##### DATA SUPPLIED

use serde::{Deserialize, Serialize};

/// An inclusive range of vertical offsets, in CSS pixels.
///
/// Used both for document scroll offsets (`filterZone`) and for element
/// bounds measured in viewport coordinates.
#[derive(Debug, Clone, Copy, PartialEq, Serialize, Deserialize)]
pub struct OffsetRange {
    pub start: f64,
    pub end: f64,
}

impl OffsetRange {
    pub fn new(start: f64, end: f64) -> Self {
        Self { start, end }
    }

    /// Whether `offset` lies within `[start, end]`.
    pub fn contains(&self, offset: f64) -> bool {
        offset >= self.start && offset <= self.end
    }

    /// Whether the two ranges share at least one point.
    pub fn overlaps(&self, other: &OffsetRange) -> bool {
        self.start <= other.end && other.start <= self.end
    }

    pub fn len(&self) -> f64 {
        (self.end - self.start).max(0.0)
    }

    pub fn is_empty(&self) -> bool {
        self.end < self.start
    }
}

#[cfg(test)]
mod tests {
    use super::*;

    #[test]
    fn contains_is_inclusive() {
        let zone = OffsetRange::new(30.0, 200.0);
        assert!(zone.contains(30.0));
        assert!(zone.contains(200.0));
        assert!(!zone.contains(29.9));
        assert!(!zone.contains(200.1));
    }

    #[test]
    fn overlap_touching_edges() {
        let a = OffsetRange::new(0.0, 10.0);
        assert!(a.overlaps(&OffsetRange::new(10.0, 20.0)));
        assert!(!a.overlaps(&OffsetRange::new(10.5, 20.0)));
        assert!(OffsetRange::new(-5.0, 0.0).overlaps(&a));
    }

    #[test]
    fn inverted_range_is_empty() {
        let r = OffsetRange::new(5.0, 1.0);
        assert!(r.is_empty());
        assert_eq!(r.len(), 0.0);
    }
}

##########
##### DATA SUPPLIED

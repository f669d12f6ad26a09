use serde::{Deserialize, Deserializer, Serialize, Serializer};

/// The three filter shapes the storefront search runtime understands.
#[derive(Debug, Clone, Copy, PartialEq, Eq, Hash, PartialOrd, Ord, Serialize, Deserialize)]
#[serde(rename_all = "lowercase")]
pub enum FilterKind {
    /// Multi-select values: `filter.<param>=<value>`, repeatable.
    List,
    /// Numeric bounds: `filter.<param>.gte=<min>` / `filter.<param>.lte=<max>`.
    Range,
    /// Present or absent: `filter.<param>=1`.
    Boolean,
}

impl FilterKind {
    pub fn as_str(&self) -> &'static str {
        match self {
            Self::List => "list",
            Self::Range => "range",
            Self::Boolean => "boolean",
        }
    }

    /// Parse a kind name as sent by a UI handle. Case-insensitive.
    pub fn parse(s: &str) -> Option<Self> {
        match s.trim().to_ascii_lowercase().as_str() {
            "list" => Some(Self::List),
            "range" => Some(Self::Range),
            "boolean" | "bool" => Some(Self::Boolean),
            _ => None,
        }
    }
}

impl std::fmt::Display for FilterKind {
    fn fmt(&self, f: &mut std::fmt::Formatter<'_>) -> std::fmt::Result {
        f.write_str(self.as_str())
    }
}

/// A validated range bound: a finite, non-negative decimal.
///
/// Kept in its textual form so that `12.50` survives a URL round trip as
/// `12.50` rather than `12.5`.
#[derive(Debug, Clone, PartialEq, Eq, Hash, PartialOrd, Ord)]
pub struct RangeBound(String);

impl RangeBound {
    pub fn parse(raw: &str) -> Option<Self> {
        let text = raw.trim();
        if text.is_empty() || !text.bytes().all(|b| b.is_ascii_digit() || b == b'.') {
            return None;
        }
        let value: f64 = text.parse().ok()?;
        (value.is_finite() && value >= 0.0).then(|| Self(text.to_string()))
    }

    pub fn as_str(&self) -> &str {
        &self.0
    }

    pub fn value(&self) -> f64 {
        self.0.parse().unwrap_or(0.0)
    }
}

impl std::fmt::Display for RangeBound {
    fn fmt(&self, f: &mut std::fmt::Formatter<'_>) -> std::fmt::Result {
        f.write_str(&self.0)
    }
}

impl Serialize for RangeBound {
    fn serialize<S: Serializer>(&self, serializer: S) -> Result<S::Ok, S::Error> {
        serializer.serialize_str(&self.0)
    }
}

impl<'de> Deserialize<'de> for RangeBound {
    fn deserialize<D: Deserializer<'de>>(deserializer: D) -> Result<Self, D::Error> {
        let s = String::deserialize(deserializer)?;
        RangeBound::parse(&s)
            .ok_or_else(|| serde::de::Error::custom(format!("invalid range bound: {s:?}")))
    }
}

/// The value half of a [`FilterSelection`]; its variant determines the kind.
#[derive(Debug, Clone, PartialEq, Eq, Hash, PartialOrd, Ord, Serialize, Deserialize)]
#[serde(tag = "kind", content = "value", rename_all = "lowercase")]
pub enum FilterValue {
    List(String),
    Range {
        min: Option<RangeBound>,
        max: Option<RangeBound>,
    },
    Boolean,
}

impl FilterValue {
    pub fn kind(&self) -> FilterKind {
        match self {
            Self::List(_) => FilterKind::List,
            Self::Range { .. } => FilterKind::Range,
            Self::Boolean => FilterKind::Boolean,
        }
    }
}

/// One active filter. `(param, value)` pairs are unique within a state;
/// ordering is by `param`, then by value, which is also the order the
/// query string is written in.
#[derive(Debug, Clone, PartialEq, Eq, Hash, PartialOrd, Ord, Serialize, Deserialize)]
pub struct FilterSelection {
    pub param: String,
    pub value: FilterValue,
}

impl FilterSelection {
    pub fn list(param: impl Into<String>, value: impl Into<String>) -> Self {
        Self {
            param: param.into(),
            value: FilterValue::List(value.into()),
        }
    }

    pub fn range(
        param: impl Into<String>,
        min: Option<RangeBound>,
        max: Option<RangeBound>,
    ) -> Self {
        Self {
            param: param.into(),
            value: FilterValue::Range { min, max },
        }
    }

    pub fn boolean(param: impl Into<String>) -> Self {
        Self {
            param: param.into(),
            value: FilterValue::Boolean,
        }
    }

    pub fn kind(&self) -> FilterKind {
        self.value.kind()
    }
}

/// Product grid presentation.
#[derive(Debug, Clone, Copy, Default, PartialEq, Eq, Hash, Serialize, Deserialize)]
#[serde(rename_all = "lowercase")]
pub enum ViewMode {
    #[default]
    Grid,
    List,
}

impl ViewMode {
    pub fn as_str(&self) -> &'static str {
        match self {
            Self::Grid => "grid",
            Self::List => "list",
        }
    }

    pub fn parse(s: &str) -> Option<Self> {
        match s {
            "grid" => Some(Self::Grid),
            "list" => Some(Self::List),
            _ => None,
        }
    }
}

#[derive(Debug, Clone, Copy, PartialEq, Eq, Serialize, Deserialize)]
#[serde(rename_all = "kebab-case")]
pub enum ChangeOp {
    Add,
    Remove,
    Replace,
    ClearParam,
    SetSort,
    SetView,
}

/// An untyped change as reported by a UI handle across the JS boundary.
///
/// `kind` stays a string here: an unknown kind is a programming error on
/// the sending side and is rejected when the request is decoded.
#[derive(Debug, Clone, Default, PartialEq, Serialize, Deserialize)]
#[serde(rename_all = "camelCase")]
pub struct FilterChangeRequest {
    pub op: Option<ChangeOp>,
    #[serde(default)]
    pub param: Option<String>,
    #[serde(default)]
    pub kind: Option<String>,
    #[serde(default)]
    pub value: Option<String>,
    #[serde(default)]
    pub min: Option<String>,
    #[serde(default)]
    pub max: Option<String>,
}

##########
##### DATA SUPPLIED

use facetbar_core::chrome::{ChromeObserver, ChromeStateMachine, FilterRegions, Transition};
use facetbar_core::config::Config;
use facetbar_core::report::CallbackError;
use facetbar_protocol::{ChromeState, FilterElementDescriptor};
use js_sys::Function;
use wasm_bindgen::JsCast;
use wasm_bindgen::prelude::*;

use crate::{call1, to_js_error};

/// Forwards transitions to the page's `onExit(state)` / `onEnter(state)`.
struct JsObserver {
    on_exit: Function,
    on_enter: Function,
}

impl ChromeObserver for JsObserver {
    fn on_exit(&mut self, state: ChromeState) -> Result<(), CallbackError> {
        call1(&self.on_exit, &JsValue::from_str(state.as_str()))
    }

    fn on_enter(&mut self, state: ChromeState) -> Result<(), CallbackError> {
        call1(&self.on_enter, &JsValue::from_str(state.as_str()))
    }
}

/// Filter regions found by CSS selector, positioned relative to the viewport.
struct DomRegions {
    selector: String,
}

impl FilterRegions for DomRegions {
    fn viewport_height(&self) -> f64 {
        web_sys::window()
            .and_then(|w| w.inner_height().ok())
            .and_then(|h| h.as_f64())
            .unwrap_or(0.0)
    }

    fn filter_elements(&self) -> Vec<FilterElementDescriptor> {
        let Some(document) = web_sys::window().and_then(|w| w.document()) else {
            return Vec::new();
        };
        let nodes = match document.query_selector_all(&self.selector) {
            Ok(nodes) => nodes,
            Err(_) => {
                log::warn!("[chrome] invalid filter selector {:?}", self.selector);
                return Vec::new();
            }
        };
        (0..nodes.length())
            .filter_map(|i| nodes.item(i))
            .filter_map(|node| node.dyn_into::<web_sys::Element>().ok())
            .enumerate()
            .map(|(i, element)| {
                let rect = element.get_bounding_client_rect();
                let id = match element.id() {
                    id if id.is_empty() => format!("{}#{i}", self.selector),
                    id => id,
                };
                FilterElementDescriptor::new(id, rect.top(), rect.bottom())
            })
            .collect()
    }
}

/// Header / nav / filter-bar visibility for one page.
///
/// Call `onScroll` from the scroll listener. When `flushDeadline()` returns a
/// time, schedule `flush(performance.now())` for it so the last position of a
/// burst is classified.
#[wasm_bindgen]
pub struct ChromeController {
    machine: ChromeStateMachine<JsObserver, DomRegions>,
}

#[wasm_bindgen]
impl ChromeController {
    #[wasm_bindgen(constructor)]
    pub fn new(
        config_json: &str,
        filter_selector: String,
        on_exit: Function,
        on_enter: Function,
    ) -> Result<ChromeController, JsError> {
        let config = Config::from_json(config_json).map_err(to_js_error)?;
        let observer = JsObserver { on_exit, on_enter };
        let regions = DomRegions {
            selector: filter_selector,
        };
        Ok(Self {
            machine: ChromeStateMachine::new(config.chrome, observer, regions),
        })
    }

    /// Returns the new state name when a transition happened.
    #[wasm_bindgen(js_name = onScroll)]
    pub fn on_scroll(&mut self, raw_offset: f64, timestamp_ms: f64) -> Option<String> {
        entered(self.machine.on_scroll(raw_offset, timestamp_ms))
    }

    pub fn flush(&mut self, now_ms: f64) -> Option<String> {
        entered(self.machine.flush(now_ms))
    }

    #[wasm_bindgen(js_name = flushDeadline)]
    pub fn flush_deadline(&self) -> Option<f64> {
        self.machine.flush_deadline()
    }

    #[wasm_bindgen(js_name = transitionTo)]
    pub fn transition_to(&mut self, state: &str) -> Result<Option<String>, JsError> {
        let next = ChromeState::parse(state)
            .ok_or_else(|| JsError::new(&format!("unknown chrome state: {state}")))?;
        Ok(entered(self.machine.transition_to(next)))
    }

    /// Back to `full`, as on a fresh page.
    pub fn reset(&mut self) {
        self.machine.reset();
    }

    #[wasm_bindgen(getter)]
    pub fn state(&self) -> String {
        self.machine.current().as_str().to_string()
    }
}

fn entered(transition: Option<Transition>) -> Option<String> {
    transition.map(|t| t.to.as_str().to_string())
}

##########

▶ EXERCISE GOAL
Reproduce, exactly as they stand in the data above, the lines from the one that holds "impl ChromeObserver for" to the one that holds "impl FilterRegions for", inclusive.

▶ TASK OUTPUT
impl ChromeObserver for JsObserver {
    fn on_exit(&mut self, state: ChromeState) -> Result<(), CallbackError> {
        call1(&self.on_exit, &JsValue::from_str(state.as_str()))
    }

    fn on_enter(&mut self, state: ChromeState) -> Result<(), CallbackError> {
        call1(&self.on_enter, &JsValue::from_str(state.as_str()))
    }
}

/// Filter regions found by CSS selector, positioned relative to the viewport.
struct DomRegions {
    selector: String,
}

impl FilterRegions for DomRegions {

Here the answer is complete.